◆ **ASSIGNMENT**: Using the entries below, output each line exactly from the first through the one that contains "use super::command::Command;".

[Dataset entries]
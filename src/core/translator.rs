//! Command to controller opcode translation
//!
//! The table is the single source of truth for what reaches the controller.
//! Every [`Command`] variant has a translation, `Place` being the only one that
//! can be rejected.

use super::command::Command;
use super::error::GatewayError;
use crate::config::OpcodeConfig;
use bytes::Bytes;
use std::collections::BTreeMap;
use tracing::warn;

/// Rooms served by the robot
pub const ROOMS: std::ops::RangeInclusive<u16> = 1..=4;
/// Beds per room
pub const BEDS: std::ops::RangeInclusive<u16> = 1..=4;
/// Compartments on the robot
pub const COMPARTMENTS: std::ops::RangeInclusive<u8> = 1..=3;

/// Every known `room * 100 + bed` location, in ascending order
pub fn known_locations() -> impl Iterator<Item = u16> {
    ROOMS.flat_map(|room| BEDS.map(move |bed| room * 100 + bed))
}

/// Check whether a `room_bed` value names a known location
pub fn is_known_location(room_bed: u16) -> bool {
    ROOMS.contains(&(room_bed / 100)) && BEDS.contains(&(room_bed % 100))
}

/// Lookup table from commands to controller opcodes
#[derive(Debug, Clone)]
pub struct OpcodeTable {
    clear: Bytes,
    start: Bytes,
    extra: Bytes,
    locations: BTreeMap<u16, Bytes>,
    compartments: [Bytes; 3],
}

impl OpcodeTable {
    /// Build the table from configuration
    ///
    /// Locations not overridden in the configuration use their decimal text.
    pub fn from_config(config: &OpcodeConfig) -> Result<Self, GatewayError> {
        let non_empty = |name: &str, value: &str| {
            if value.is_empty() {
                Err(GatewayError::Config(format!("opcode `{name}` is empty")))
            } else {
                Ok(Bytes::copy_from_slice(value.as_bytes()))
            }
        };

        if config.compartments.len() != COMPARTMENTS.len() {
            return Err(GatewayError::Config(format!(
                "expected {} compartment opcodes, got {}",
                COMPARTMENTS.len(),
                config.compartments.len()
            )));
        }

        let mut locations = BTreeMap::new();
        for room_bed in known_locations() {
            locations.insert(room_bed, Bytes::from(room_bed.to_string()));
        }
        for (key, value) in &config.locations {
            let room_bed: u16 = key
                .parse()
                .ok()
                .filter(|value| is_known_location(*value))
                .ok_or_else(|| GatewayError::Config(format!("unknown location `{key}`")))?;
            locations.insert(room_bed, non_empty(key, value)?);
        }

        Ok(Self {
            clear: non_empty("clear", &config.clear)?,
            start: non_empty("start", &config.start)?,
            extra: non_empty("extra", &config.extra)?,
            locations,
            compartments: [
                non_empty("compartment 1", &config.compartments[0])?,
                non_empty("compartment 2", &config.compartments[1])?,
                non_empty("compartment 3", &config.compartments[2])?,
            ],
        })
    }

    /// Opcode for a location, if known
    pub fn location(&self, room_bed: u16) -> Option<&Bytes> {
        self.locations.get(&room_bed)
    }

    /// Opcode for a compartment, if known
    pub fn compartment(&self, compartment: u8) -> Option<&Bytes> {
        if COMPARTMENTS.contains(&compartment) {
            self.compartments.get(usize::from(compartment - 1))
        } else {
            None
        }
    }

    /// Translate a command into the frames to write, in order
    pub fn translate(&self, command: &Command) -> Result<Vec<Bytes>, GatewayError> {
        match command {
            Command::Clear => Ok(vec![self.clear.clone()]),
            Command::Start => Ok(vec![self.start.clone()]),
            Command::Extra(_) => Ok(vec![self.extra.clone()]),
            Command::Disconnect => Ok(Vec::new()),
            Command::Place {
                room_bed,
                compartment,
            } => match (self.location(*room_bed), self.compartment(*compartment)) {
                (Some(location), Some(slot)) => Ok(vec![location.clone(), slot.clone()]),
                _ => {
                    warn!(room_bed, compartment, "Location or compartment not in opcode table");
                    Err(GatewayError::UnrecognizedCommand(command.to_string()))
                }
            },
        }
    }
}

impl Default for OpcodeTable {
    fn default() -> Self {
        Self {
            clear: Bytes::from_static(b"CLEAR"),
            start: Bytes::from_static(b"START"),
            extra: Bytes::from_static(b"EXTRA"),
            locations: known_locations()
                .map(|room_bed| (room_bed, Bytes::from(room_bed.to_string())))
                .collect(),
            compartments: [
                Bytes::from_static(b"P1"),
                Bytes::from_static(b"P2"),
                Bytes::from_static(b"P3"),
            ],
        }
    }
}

◆ **SOLUTION TO THIS EXERCISE**:
filename src/core/translator.rs
//! Command to controller opcode translation
//!
//! The table is the single source of truth for what reaches the controller.
//! Every [`Command`] variant has a translation, `Place` being the only one that
//! can be rejected.

use super::command::Command;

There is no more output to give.